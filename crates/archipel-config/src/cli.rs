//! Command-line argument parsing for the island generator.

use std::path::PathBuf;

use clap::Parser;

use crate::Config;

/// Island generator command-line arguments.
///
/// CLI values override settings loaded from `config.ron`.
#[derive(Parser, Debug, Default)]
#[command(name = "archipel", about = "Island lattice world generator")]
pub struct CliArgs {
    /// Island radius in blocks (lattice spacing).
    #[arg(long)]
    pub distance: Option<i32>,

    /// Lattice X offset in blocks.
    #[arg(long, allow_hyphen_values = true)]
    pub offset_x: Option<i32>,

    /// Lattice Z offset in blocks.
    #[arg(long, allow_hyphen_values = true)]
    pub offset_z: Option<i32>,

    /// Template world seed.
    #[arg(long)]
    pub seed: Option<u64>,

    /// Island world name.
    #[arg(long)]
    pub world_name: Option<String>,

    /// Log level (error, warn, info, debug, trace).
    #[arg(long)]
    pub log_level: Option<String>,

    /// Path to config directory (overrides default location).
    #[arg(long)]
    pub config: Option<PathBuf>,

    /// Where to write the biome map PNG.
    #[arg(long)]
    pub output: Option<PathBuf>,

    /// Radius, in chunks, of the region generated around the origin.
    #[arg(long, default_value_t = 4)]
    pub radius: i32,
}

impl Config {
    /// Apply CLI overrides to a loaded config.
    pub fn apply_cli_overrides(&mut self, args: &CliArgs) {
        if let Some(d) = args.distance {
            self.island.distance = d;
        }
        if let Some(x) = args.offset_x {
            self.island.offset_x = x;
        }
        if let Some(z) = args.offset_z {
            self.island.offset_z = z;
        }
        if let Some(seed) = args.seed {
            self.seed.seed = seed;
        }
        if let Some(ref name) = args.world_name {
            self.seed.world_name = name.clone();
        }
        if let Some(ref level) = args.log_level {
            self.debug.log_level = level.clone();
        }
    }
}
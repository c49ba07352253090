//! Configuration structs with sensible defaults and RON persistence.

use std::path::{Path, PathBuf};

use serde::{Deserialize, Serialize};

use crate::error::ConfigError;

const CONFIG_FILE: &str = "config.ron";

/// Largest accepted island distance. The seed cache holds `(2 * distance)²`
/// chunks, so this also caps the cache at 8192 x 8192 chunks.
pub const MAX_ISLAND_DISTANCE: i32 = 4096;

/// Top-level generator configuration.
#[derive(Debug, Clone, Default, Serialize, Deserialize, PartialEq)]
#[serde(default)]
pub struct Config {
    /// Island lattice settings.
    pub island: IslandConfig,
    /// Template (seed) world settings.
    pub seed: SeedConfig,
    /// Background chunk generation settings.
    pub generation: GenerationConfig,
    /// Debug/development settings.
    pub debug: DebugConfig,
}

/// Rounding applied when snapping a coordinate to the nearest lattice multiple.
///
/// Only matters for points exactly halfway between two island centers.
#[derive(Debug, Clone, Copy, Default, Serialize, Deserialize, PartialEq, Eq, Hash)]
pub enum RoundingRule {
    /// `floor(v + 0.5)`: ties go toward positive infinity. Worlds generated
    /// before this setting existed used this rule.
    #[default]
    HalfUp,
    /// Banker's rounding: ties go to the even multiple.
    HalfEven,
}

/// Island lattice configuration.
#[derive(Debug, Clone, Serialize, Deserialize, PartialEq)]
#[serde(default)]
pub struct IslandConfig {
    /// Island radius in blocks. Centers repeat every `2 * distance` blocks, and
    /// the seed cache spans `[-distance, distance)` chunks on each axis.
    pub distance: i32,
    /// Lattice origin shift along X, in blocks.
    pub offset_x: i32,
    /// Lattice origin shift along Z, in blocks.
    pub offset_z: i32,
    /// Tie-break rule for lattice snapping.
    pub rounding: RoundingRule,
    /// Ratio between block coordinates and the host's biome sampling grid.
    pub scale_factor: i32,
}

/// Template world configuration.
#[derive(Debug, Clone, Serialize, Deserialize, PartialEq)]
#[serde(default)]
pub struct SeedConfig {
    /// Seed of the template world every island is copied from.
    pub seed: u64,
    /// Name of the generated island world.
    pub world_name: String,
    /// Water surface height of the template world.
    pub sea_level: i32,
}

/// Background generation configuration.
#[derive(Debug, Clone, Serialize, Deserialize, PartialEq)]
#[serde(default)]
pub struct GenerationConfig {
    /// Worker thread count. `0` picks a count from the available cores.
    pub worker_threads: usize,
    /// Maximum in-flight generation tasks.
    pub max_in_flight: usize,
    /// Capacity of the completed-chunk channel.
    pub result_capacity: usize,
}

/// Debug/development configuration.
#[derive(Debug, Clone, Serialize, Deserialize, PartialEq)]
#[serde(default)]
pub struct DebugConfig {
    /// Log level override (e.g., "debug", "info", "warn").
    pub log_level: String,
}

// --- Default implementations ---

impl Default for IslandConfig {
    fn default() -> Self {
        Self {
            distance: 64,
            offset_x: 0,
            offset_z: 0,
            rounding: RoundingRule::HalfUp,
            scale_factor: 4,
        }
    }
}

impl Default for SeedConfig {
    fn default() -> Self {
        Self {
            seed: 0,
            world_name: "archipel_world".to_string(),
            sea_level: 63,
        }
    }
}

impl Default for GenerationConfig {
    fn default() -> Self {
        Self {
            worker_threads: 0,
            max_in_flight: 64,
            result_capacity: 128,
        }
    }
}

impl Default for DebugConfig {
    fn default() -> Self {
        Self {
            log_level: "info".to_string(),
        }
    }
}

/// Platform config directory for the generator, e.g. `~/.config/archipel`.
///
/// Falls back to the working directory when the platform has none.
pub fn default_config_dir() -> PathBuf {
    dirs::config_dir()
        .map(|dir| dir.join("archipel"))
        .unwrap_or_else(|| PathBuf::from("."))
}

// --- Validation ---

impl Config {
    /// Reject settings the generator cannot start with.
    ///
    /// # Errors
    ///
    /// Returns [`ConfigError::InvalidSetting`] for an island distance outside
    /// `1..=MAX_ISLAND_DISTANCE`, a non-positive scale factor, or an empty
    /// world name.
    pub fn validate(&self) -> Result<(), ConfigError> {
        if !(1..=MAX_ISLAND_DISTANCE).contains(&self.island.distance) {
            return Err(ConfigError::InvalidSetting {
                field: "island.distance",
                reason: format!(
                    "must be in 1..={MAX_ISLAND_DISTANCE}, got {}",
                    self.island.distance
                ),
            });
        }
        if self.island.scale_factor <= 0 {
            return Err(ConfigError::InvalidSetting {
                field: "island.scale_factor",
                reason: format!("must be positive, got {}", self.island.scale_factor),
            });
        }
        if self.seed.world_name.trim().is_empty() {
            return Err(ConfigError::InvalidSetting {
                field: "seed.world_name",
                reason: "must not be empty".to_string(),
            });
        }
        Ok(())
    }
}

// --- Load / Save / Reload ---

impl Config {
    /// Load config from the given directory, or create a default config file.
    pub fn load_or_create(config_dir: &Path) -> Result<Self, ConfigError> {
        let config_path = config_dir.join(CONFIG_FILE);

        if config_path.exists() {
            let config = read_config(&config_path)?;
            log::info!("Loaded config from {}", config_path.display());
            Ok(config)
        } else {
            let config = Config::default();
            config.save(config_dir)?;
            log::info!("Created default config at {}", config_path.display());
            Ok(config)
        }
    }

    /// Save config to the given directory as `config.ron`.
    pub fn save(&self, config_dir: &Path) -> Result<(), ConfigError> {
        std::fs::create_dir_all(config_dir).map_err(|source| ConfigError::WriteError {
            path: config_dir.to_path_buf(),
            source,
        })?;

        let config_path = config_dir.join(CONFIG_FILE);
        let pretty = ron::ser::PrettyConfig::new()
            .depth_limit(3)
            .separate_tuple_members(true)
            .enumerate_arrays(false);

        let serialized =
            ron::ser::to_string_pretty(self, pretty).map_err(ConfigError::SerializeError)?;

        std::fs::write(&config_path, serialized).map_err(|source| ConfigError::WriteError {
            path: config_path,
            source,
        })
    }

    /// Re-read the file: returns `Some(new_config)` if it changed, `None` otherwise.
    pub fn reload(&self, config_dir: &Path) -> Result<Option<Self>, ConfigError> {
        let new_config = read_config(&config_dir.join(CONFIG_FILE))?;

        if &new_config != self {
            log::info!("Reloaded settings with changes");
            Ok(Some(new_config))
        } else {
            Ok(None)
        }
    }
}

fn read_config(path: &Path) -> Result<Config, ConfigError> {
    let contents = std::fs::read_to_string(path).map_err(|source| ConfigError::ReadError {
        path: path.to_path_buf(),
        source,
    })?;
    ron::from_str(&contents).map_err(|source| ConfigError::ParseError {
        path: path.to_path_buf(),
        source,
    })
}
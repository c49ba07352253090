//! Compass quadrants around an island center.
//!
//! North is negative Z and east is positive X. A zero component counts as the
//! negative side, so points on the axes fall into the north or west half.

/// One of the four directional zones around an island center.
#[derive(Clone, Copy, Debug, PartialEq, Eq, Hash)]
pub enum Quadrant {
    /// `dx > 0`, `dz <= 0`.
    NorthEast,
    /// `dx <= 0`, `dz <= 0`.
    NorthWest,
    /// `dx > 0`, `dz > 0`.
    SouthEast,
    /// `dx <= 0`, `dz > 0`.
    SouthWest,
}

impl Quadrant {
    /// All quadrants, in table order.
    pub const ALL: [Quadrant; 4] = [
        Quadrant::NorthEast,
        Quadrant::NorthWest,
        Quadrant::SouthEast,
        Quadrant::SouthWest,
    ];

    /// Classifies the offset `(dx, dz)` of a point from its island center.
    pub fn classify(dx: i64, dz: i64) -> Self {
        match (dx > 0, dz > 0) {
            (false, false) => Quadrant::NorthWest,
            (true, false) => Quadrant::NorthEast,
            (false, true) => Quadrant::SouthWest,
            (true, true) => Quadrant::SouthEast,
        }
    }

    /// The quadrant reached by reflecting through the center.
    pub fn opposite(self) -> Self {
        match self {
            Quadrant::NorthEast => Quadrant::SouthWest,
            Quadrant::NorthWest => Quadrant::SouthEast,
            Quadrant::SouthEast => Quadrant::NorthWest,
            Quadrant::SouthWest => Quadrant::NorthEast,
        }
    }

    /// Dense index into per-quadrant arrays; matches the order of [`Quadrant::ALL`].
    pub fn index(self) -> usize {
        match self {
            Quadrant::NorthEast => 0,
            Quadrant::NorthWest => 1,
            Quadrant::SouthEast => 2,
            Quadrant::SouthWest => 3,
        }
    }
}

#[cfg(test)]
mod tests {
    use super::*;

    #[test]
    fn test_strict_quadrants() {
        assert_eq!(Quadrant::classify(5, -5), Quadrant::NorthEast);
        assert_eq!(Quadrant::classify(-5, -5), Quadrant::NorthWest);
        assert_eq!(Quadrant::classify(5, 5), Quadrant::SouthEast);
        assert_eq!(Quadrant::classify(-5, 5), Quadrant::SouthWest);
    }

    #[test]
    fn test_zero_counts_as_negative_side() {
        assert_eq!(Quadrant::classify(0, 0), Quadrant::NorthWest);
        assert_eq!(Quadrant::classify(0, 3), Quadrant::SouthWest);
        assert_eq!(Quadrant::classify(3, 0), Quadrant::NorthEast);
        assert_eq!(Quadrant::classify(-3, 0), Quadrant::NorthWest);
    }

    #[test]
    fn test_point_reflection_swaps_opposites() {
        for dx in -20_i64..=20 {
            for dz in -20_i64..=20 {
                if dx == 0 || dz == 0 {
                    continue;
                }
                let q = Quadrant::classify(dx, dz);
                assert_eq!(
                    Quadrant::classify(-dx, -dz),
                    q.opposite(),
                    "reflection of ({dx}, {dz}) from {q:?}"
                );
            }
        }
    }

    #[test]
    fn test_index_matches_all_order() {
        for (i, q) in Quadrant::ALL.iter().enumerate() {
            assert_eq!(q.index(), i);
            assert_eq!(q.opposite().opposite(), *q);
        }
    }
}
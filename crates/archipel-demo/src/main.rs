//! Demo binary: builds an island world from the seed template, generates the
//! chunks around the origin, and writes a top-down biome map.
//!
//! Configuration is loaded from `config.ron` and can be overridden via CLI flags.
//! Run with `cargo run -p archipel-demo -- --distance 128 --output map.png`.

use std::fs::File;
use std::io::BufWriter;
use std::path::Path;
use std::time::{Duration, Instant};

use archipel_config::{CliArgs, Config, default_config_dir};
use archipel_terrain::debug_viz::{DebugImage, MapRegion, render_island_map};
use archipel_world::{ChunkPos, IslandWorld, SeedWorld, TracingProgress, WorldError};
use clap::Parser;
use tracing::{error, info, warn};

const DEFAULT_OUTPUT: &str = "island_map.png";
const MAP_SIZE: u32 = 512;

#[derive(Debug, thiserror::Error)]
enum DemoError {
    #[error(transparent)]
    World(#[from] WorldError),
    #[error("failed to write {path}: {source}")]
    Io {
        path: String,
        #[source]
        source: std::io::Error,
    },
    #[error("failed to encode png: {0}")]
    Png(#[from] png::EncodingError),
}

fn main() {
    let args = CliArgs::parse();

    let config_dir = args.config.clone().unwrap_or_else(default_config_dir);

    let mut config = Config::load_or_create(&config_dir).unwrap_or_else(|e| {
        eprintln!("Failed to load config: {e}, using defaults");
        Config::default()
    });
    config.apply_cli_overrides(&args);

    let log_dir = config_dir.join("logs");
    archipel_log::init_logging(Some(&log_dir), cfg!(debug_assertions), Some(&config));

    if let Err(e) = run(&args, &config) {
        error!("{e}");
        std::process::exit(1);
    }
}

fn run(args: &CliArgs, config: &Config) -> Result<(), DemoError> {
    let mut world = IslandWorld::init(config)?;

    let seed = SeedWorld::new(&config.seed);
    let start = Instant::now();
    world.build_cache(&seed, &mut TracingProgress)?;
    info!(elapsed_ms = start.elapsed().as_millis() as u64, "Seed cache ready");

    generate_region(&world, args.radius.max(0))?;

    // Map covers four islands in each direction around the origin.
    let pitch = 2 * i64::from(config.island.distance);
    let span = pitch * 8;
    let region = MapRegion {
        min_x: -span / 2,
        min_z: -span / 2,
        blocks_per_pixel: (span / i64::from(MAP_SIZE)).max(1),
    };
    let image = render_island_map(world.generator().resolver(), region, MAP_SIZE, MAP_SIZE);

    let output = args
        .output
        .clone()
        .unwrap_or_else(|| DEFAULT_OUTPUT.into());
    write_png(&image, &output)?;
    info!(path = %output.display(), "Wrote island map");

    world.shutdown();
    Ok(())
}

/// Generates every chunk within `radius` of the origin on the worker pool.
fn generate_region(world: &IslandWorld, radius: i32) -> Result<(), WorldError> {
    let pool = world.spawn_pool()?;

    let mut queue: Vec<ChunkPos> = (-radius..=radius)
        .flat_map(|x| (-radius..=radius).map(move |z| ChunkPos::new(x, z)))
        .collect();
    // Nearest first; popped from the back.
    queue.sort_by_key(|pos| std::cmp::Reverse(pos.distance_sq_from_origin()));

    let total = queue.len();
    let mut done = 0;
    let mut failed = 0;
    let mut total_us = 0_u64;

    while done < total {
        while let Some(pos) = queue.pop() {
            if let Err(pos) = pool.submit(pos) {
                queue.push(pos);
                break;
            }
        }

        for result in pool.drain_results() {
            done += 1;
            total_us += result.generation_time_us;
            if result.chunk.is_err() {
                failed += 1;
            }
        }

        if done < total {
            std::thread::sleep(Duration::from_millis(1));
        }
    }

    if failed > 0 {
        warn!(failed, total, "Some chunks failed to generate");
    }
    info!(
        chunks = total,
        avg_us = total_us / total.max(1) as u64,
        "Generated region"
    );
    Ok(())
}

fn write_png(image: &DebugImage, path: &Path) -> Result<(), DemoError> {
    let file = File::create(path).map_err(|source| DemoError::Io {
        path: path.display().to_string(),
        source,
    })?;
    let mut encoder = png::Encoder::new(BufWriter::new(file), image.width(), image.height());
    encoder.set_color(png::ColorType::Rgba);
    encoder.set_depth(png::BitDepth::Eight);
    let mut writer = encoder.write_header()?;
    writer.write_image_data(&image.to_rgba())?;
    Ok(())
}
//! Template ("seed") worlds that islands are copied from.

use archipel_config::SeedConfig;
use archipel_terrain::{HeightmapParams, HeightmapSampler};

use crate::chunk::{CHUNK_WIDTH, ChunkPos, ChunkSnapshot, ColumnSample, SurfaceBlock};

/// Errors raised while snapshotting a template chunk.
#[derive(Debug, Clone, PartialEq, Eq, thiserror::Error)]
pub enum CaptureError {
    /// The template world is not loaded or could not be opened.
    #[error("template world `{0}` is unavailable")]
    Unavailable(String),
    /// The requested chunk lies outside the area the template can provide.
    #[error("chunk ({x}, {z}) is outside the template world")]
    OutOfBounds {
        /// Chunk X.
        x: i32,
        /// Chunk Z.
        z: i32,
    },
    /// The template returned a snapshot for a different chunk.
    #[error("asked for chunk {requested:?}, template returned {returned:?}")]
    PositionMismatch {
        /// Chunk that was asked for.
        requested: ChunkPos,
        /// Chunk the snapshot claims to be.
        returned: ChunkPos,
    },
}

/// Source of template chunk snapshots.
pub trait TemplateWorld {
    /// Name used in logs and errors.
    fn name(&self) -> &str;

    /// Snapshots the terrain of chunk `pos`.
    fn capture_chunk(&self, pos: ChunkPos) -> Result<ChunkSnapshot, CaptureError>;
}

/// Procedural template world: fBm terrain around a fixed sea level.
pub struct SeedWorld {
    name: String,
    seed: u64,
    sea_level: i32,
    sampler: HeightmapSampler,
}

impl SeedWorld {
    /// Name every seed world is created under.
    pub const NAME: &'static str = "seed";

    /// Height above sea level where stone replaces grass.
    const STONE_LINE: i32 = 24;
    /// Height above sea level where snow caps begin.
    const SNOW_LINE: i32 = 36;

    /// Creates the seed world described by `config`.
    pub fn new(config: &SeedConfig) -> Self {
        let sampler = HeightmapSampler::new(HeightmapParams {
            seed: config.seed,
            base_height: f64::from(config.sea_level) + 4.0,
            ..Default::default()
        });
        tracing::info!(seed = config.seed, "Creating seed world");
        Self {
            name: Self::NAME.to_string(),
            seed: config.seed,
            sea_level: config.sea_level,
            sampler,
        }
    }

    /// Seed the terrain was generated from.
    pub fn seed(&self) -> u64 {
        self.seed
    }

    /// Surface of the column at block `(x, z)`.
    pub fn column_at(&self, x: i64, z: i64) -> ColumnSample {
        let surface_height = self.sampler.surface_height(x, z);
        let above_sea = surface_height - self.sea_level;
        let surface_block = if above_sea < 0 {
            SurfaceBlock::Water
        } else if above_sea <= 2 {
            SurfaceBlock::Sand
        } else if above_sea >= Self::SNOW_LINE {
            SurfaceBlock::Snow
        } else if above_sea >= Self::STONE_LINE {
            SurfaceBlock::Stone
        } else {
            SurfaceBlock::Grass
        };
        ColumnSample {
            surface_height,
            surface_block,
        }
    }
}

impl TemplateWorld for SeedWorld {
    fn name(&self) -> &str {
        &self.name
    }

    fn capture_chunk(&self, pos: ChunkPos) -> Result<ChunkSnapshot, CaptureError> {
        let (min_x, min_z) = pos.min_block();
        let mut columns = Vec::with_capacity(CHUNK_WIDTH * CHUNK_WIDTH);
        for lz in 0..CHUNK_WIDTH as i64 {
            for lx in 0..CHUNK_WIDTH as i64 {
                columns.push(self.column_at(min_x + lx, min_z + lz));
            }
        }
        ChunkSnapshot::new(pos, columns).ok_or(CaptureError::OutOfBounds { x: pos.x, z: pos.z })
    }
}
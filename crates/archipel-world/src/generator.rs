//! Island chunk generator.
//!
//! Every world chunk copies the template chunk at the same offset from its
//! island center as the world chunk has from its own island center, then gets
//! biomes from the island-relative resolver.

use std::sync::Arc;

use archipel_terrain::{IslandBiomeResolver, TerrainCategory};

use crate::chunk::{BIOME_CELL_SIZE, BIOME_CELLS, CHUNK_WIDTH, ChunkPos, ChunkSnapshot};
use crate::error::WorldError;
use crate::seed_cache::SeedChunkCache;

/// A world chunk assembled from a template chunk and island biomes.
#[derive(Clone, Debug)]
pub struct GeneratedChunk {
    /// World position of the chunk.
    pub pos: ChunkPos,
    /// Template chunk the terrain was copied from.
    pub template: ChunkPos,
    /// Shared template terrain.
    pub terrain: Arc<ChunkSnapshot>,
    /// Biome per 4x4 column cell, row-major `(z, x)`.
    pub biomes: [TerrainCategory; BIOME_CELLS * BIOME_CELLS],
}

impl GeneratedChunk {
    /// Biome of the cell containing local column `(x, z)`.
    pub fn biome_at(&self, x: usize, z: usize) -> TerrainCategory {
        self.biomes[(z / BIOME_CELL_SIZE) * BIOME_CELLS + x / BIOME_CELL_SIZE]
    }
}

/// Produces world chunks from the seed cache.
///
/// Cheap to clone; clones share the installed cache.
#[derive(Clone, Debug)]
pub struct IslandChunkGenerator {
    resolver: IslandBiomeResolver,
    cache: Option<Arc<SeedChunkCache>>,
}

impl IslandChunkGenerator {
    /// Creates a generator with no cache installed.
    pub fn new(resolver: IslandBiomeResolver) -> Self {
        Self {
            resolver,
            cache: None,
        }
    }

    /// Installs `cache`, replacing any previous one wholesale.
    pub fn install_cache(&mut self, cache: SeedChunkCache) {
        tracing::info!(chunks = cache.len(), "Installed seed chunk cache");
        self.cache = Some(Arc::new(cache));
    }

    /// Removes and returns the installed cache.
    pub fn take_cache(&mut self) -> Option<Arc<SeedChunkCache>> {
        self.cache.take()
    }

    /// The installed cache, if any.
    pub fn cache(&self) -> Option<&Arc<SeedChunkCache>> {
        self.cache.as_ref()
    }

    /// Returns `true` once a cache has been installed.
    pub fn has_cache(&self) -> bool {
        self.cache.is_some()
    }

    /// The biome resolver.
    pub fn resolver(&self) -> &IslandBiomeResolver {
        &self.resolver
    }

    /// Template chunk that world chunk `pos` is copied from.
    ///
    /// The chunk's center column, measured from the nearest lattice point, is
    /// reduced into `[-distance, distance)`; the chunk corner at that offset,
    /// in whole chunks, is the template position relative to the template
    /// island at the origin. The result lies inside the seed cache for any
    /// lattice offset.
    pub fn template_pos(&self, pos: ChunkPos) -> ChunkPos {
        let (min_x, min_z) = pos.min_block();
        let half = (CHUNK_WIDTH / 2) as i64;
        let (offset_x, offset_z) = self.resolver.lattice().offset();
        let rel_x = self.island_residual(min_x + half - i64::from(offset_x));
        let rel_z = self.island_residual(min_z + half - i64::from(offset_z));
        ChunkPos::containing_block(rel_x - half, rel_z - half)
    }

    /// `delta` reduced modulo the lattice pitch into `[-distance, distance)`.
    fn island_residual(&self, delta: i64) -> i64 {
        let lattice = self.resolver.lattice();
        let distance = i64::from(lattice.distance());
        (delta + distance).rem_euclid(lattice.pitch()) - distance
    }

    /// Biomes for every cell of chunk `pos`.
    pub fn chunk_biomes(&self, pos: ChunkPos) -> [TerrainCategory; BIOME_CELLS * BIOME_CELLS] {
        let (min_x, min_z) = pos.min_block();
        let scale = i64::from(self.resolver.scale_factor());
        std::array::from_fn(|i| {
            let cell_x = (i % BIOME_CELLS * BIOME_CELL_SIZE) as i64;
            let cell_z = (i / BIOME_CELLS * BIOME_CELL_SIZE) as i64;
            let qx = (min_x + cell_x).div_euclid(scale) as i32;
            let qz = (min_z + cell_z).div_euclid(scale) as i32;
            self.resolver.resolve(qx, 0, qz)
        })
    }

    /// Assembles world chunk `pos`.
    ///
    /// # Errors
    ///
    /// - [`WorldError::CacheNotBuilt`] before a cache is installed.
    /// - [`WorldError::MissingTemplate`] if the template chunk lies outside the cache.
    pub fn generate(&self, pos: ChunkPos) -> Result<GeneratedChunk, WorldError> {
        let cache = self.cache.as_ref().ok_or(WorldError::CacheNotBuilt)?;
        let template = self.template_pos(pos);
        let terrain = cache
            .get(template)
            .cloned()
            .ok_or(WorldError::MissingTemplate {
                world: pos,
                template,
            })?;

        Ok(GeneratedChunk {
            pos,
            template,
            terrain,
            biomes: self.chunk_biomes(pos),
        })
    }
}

* _Your objective_: Each line from the top of the records through the one with "Z offset in blocks." should be returned exactly. Leave out everything else.

* _Your solution_:
filename crates/archipel-config/src/cli.rs
//! Command-line argument parsing for the island generator.

use std::path::PathBuf;

use clap::Parser;

use crate::Config;

/// Island generator command-line arguments.
///
/// CLI values override settings loaded from `config.ron`.
#[derive(Parser, Debug, Default)]
#[command(name = "archipel", about = "Island lattice world generator")]
pub struct CliArgs {
    /// Island radius in blocks (lattice spacing).
    #[arg(long)]
    pub distance: Option<i32>,

    /// Lattice X offset in blocks.
    #[arg(long, allow_hyphen_values = true)]
    pub offset_x: Option<i32>,

    /// Lattice Z offset in blocks.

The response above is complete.